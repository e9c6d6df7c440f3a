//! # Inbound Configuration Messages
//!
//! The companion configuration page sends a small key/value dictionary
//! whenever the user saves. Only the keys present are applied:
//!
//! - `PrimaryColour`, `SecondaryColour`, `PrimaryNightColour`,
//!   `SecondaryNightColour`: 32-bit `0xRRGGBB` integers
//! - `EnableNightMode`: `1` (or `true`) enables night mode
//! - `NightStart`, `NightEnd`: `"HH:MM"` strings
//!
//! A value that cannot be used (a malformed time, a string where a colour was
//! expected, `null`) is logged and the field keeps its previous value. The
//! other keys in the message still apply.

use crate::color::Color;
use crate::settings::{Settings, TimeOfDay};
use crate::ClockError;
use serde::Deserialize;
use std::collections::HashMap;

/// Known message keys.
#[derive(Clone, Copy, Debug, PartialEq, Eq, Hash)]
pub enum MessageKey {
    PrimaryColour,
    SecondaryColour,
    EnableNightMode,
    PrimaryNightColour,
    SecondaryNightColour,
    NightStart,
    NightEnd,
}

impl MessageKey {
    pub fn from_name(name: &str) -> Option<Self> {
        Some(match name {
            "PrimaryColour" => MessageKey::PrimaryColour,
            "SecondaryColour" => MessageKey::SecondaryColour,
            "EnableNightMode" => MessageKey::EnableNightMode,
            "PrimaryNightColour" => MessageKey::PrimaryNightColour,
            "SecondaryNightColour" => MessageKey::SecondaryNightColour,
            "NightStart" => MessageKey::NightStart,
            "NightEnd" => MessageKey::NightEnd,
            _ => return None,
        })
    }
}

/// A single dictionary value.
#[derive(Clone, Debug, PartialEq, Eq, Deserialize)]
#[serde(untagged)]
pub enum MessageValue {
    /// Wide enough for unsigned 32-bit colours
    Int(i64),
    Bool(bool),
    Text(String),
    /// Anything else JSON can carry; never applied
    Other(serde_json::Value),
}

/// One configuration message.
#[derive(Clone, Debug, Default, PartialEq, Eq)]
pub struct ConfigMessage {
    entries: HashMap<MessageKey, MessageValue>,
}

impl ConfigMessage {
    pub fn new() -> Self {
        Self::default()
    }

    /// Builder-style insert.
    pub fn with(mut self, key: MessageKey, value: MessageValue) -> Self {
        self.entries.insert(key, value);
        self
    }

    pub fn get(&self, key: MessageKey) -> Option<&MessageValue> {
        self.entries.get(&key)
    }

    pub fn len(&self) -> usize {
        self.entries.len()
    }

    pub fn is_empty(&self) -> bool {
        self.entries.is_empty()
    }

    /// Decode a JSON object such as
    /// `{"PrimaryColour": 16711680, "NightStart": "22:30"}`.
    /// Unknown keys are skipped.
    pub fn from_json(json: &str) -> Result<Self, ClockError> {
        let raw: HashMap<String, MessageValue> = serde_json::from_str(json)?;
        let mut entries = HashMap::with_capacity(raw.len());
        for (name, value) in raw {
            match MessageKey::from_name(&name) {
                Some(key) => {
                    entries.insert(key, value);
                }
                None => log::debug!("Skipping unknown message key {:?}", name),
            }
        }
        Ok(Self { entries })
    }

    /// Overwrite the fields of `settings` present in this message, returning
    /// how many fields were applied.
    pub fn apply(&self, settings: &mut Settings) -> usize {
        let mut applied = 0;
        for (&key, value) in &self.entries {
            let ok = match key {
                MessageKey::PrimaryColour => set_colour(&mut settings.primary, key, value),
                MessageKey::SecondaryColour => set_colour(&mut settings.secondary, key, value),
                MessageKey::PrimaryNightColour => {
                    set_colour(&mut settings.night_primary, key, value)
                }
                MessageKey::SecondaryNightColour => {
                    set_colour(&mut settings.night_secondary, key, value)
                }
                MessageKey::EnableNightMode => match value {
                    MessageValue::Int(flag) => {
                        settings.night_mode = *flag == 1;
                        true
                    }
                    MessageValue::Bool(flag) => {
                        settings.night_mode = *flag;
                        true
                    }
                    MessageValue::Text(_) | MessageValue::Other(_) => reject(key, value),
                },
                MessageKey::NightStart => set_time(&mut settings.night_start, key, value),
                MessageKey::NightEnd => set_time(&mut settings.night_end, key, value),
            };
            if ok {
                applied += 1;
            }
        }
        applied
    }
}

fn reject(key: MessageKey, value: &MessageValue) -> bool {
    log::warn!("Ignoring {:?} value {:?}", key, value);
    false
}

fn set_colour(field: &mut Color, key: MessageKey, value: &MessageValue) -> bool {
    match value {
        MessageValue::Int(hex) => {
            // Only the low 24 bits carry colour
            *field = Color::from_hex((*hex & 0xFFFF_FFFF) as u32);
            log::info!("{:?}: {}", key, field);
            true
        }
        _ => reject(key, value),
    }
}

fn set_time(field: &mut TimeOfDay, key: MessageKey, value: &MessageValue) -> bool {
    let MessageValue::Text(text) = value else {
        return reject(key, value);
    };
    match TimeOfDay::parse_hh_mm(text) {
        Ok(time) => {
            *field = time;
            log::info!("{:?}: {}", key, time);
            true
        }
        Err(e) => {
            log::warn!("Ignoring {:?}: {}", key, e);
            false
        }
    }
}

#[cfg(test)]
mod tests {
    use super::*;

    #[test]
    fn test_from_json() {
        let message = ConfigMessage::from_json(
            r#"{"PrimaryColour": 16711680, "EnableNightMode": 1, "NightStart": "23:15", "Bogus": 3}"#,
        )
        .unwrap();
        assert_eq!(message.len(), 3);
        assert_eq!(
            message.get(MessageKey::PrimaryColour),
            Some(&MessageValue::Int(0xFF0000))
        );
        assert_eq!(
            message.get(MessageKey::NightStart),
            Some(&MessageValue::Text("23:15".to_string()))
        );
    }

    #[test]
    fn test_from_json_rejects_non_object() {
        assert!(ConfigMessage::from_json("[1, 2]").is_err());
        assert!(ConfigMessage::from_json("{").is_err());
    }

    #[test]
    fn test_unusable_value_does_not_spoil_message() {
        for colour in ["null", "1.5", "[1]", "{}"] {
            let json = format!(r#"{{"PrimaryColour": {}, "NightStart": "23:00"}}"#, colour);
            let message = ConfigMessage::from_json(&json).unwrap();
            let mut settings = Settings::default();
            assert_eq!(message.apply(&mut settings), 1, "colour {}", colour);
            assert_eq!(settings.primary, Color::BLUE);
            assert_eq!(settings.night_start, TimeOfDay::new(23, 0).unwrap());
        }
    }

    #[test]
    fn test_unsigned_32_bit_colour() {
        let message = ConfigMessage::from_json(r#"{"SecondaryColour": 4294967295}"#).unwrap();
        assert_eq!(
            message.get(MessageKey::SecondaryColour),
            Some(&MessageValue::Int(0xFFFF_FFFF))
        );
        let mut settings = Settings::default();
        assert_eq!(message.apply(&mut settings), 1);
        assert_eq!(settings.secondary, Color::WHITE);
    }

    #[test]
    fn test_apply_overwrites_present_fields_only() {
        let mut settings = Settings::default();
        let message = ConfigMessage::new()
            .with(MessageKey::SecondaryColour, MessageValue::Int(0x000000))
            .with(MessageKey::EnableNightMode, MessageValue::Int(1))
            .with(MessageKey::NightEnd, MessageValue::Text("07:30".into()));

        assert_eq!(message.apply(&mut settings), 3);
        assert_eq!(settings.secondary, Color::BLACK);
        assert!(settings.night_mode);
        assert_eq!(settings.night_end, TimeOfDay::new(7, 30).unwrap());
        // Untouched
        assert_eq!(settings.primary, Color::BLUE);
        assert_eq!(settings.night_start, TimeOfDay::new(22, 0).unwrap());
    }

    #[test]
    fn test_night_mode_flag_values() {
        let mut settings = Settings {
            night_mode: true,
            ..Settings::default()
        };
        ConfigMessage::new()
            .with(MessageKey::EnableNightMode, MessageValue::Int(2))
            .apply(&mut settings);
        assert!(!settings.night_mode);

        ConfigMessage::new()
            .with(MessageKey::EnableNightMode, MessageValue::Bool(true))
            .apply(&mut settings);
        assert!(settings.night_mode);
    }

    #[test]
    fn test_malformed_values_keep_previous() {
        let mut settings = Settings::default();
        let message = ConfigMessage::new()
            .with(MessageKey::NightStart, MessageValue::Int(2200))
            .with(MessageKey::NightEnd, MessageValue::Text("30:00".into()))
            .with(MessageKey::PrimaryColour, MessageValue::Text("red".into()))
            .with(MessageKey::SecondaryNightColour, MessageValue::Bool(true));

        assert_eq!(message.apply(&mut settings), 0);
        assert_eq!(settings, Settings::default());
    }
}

* **PROBLEM STATEMENT**: Return exactly, please, the lines of the material from the first one down to and including the line where "use std::collections::HashMap;" appears.

* **REPLY**:
repository e9c6d6df7c440f3a
//! # Inbound Configuration Messages
//!
//! The companion configuration page sends a small key/value dictionary
//! whenever the user saves. Only the keys present are applied:
//!
//! - `PrimaryColour`, `SecondaryColour`, `PrimaryNightColour`,
//!   `SecondaryNightColour`: 32-bit `0xRRGGBB` integers
//! - `EnableNightMode`: `1` (or `true`) enables night mode
//! - `NightStart`, `NightEnd`: `"HH:MM"` strings
//!
//! A value that cannot be used (a malformed time, a string where a colour was
//! expected, `null`) is logged and the field keeps its previous value. The
//! other keys in the message still apply.

use crate::color::Color;
use crate::settings::{Settings, TimeOfDay};
use crate::ClockError;
use serde::Deserialize;
use std::collections::HashMap;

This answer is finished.